*** Opening of Data to process ***

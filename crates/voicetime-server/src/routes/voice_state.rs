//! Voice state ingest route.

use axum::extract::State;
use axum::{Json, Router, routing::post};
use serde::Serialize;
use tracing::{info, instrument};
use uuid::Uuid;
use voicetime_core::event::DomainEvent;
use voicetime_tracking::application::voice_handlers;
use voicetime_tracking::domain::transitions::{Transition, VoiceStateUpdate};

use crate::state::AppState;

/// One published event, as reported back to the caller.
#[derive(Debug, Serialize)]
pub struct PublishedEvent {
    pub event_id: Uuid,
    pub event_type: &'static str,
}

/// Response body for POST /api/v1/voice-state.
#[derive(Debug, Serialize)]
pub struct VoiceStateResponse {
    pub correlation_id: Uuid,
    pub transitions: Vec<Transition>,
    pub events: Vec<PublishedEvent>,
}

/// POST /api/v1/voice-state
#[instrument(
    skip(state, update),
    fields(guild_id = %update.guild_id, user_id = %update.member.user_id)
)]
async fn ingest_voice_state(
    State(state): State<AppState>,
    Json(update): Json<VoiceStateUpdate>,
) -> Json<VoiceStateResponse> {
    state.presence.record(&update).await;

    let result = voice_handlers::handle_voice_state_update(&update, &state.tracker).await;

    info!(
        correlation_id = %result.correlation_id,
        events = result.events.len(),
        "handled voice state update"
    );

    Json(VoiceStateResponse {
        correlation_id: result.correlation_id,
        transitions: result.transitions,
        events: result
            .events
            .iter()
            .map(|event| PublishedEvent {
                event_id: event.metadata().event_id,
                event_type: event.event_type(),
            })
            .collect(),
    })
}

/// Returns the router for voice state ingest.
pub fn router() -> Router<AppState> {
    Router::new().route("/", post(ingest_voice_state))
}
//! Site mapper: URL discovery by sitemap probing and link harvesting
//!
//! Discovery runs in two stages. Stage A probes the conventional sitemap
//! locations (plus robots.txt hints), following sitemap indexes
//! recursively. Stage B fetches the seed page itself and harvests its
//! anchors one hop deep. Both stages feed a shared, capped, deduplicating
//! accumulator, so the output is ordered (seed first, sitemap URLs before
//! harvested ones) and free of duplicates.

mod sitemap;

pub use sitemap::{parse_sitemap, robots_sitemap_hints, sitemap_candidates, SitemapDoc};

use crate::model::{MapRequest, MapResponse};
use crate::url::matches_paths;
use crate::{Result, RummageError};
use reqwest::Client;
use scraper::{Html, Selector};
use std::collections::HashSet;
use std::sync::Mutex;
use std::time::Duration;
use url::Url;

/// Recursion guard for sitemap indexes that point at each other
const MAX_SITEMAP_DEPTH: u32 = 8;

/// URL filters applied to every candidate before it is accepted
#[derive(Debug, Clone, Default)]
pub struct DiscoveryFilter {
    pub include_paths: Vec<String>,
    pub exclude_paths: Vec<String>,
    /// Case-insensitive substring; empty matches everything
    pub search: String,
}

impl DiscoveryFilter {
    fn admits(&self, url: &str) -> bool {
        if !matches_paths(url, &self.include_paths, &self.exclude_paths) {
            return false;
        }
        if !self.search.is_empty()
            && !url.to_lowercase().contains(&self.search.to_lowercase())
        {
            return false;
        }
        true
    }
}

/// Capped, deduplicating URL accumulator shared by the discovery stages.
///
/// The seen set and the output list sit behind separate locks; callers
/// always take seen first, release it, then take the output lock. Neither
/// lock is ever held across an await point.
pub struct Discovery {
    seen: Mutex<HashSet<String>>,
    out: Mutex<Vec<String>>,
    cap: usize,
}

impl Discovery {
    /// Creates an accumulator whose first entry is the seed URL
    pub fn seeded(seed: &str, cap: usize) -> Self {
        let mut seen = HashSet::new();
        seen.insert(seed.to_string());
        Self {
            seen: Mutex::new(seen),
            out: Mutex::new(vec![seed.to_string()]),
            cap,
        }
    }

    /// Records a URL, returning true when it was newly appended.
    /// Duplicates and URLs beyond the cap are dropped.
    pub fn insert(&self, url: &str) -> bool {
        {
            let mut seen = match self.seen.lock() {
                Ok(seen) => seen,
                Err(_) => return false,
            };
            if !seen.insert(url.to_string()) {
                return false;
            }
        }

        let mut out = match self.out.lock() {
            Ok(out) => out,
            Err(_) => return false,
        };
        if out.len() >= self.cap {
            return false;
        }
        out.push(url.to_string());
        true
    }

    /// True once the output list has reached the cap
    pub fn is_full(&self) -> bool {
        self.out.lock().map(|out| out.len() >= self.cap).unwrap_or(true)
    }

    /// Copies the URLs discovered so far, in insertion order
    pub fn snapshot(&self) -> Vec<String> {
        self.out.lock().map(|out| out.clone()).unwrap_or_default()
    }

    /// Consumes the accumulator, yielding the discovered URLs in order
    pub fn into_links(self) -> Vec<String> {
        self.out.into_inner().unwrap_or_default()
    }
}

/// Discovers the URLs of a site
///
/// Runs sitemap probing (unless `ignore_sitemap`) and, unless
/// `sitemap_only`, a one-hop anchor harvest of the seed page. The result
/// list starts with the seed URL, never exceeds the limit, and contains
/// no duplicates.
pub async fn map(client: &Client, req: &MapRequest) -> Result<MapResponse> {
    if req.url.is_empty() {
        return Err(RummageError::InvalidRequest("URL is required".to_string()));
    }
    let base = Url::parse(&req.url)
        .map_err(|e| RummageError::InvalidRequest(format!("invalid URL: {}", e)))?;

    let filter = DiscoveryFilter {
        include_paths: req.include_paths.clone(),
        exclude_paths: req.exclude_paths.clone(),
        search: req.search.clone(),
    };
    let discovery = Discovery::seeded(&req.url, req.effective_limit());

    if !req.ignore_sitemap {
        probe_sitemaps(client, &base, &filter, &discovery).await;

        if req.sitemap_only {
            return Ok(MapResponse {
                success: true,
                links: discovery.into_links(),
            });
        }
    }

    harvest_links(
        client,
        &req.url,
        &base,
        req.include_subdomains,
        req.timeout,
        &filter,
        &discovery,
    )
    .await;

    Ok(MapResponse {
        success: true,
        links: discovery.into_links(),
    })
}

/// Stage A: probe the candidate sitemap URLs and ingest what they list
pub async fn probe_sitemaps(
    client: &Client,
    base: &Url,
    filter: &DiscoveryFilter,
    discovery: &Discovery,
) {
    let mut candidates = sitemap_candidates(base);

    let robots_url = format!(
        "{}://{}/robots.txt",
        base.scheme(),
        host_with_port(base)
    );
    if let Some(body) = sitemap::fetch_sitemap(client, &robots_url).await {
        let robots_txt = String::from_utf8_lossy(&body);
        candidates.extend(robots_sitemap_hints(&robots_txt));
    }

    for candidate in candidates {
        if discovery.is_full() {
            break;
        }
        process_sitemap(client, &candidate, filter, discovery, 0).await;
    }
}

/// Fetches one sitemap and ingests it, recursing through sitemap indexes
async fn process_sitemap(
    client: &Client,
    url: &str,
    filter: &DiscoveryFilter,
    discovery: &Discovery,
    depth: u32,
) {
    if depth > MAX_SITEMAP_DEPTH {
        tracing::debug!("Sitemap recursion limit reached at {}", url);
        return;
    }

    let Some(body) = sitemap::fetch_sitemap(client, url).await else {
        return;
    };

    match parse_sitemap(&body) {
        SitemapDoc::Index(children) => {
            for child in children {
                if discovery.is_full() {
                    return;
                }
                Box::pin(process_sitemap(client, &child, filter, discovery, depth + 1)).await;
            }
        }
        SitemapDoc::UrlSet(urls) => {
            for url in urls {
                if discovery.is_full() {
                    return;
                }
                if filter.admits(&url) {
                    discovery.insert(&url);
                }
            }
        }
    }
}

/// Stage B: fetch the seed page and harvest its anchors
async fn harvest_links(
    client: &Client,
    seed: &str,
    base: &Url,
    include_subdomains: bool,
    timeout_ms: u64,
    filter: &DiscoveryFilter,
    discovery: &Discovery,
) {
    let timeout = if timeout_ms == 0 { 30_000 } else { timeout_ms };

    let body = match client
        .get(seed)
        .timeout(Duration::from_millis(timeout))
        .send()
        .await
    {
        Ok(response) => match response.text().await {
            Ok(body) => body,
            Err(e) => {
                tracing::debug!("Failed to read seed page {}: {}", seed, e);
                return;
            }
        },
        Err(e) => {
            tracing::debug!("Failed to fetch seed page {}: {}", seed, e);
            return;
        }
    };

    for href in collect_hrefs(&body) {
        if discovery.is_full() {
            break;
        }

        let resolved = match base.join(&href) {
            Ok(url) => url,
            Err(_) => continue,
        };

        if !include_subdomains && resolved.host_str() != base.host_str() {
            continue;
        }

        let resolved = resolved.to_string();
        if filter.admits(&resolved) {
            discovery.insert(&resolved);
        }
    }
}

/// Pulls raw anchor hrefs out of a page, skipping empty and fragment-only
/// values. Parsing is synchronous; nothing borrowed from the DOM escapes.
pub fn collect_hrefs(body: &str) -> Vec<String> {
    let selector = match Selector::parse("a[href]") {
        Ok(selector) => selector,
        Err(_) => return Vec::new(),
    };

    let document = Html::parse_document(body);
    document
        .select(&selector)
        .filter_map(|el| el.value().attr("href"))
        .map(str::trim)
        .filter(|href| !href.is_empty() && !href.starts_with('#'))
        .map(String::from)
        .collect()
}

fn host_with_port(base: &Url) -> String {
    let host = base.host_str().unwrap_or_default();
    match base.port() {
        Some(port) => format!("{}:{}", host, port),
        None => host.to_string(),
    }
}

*** Close of Data to process ***

__Try it__
For each line of the data that has the word "seen", report that line.

__Result of this exercise__
/// The seen set and the output list sit behind separate locks; callers
/// always take seen first, release it, then take the output lock. Neither
    seen: Mutex<HashSet<String>>,
        let mut seen = HashSet::new();
        seen.insert(seed.to_string());
            seen: Mutex::new(seen),
            let mut seen = match self.seen.lock() {
                Ok(seen) => seen,
            if !seen.insert(url.to_string()) {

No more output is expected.